Across the data below, how many lines have the word "impl" in them? Give the number and nothing else.
* * * *
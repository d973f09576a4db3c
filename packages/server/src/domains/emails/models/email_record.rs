use anyhow::Result;
use chrono::NaiveDateTime;
use serde::{Deserialize, Serialize};
use sqlx::SqlitePool;

/// Outcome of probing one candidate found while crawling `domain`.
///
/// `domain` is the input domain whose archives produced the address, not
/// necessarily the address's own domain.
#[derive(Debug, Clone, PartialEq, Eq, Hash, Serialize, Deserialize)]
pub struct VerificationResult {
    pub domain: String,
    pub email: String,
    pub valid: bool,
}

impl VerificationResult {
    pub fn new(domain: impl Into<String>, email: impl Into<String>, valid: bool) -> Self {
        Self {
            domain: domain.into(),
            email: email.into(),
            valid,
        }
    }
}

/// Persisted verification result
#[derive(Debug, Clone, Serialize, Deserialize, sqlx::FromRow)]
pub struct EmailRecord {
    pub id: i64,
    pub domain: String,
    pub email: String,
    pub valid: bool,
    pub created_at: NaiveDateTime,
}

impl EmailRecord {
    /// Insert one result. Each insert is its own statement, so a failure
    /// never leaves a partial row.
    pub async fn insert(result: &VerificationResult, pool: &SqlitePool) -> Result<Self> {
        let record = sqlx::query_as::<_, Self>(
            r#"
            INSERT INTO emails (domain, email, valid)
            VALUES ($1, $2, $3)
            RETURNING id, domain, email, valid, created_at
            "#,
        )
        .bind(&result.domain)
        .bind(&result.email)
        .bind(result.valid)
        .fetch_one(pool)
        .await?;
        Ok(record)
    }

    /// All records, oldest first
    pub async fn find_all(pool: &SqlitePool) -> Result<Vec<Self>> {
        let records = sqlx::query_as::<_, Self>(
            "SELECT id, domain, email, valid, created_at FROM emails ORDER BY id ASC",
        )
        .fetch_all(pool)
        .await?;
        Ok(records)
    }

    /// Records produced by one input domain
    pub async fn find_by_domain(domain: &str, pool: &SqlitePool) -> Result<Vec<Self>> {
        let records = sqlx::query_as::<_, Self>(
            r#"
            SELECT id, domain, email, valid, created_at
            FROM emails
            WHERE domain = $1
            ORDER BY id ASC
            "#,
        )
        .bind(domain)
        .fetch_all(pool)
        .await?;
        Ok(records)
    }

    pub async fn count(pool: &SqlitePool) -> Result<i64> {
        let count: i64 = sqlx::query_scalar("SELECT COUNT(*) FROM emails")
            .fetch_one(pool)
            .await?;
        Ok(count)
    }

    pub fn to_result(&self) -> VerificationResult {
        VerificationResult::new(&self.domain, &self.email, self.valid)
    }
}
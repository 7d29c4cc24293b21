//! # Framing Header Templates
//!
//! Fixed-width control fields placed immediately before the content they
//! frame:
//!
//! ```text
//! MessageHeader: | blockLength | templateId | schemaId | version |
//! GroupHeader:   | blockLength | numInGroup |
//! VarHeader:     | length |
//! ```
//!
//! Every control field width is schema-configured (any unsigned integer
//! width), as is the byte order, so decode goes through width-generic
//! `read_uint`/`write_uint` helpers rather than fixed `#[repr(C)]` layouts.
//! Both helpers bound-check against the buffer and fail with
//! [`CodecError::TruncatedBuffer`] before touching any byte.

use eyre::Result;

use crate::error::CodecError;
use crate::schema::types::FieldType;

/// Byte order applied to every multi-byte value in a schema.
#[derive(Debug, Clone, Copy, PartialEq, Eq, Default)]
pub enum ByteOrder {
    #[default]
    LittleEndian,
    BigEndian,
}

/// Loads an unsigned value of `size` bytes (1, 2, 4 or 8) at `offset`.
pub(crate) fn load_uint(data: &[u8], offset: usize, size: usize, order: ByteOrder) -> Result<u64> {
    let end = offset.checked_add(size).ok_or(CodecError::TruncatedBuffer {
        needed: usize::MAX,
        available: data.len(),
    })?;
    if end > data.len() {
        return Err(CodecError::TruncatedBuffer {
            needed: end,
            available: data.len(),
        }
        .into());
    }
    let b = &data[offset..end];
    let value = match (size, order) {
        (1, _) => b[0] as u64,
        (2, ByteOrder::LittleEndian) => u16::from_le_bytes([b[0], b[1]]) as u64,
        (2, ByteOrder::BigEndian) => u16::from_be_bytes([b[0], b[1]]) as u64,
        (4, ByteOrder::LittleEndian) => u32::from_le_bytes([b[0], b[1], b[2], b[3]]) as u64,
        (4, ByteOrder::BigEndian) => u32::from_be_bytes([b[0], b[1], b[2], b[3]]) as u64,
        (8, ByteOrder::LittleEndian) => {
            u64::from_le_bytes([b[0], b[1], b[2], b[3], b[4], b[5], b[6], b[7]])
        }
        (8, ByteOrder::BigEndian) => {
            u64::from_be_bytes([b[0], b[1], b[2], b[3], b[4], b[5], b[6], b[7]])
        }
        _ => eyre::bail!("unsupported encoded width {}", size),
    };
    Ok(value)
}

/// Stores the `size` low-order bytes of `value` at `offset`. High-order bytes
/// beyond `size` are dropped; callers validate ranges where that matters.
pub(crate) fn store_uint(
    data: &mut [u8],
    offset: usize,
    size: usize,
    order: ByteOrder,
    value: u64,
) -> Result<()> {
    let end = offset + size;
    if end > data.len() {
        return Err(CodecError::TruncatedBuffer {
            needed: end,
            available: data.len(),
        }
        .into());
    }
    match (size, order) {
        (1, _) => data[offset] = value as u8,
        (2, ByteOrder::LittleEndian) => {
            data[offset..end].copy_from_slice(&(value as u16).to_le_bytes())
        }
        (2, ByteOrder::BigEndian) => {
            data[offset..end].copy_from_slice(&(value as u16).to_be_bytes())
        }
        (4, ByteOrder::LittleEndian) => {
            data[offset..end].copy_from_slice(&(value as u32).to_le_bytes())
        }
        (4, ByteOrder::BigEndian) => {
            data[offset..end].copy_from_slice(&(value as u32).to_be_bytes())
        }
        (8, ByteOrder::LittleEndian) => data[offset..end].copy_from_slice(&value.to_le_bytes()),
        (8, ByteOrder::BigEndian) => data[offset..end].copy_from_slice(&value.to_be_bytes()),
        _ => eyre::bail!("unsupported encoded width {}", size),
    }
    Ok(())
}

/// Reads an unsigned header control field at `offset`.
pub(crate) fn read_uint(
    data: &[u8],
    offset: usize,
    width: FieldType,
    order: ByteOrder,
) -> Result<u64> {
    load_uint(data, offset, control_width(width), order)
}

/// Writes an unsigned header control field at `offset`. The value must fit
/// the control width; callers validate ranges before relocation starts.
pub(crate) fn write_uint(
    data: &mut [u8],
    offset: usize,
    width: FieldType,
    order: ByteOrder,
    value: u64,
) -> Result<()> {
    eyre::ensure!(
        value <= width.unsigned_max(),
        "value {} exceeds {:?} control field range",
        value,
        width
    );
    store_uint(data, offset, control_width(width), order, value)
}

fn control_width(width: FieldType) -> usize {
    // Builder validation guarantees header controls are U8/U16/U32/U64.
    width.fixed_size().unwrap_or(0)
}

/// Control field widths of the header preceding every message.
#[derive(Debug, Clone, Copy, PartialEq, Eq)]
pub struct MessageHeaderDef {
    pub block_length: FieldType,
    pub template_id: FieldType,
    pub schema_id: FieldType,
    pub version: FieldType,
}

impl Default for MessageHeaderDef {
    fn default() -> Self {
        Self {
            block_length: FieldType::U16,
            template_id: FieldType::U16,
            schema_id: FieldType::U16,
            version: FieldType::U16,
        }
    }
}

impl MessageHeaderDef {
    pub fn encoded_len(&self) -> usize {
        control_width(self.block_length)
            + control_width(self.template_id)
            + control_width(self.schema_id)
            + control_width(self.version)
    }

    pub fn block_length_offset(&self) -> usize {
        0
    }

    pub fn template_id_offset(&self) -> usize {
        control_width(self.block_length)
    }

    pub fn schema_id_offset(&self) -> usize {
        self.template_id_offset() + control_width(self.template_id)
    }

    pub fn version_offset(&self) -> usize {
        self.schema_id_offset() + control_width(self.schema_id)
    }
}

/// Control field widths of the header preceding each repeating group's
/// occurrence block.
#[derive(Debug, Clone, Copy, PartialEq, Eq)]
pub struct GroupHeaderDef {
    pub block_length: FieldType,
    pub num_in_group: FieldType,
}

impl Default for GroupHeaderDef {
    fn default() -> Self {
        Self {
            block_length: FieldType::U16,
            num_in_group: FieldType::U16,
        }
    }
}

impl GroupHeaderDef {
    pub fn encoded_len(&self) -> usize {
        control_width(self.block_length) + control_width(self.num_in_group)
    }

    pub fn block_length_offset(&self) -> usize {
        0
    }

    pub fn num_in_group_offset(&self) -> usize {
        control_width(self.block_length)
    }
}

/// Control field width of the header preceding each variable-length payload.
#[derive(Debug, Clone, Copy, PartialEq, Eq)]
pub struct VarHeaderDef {
    pub length: FieldType,
}

impl Default for VarHeaderDef {
    fn default() -> Self {
        Self {
            length: FieldType::U16,
        }
    }
}

impl VarHeaderDef {
    pub fn encoded_len(&self) -> usize {
        control_width(self.length)
    }

    pub fn length_offset(&self) -> usize {
        0
    }
}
* * * *
* OUTPUT OF THE TASK
9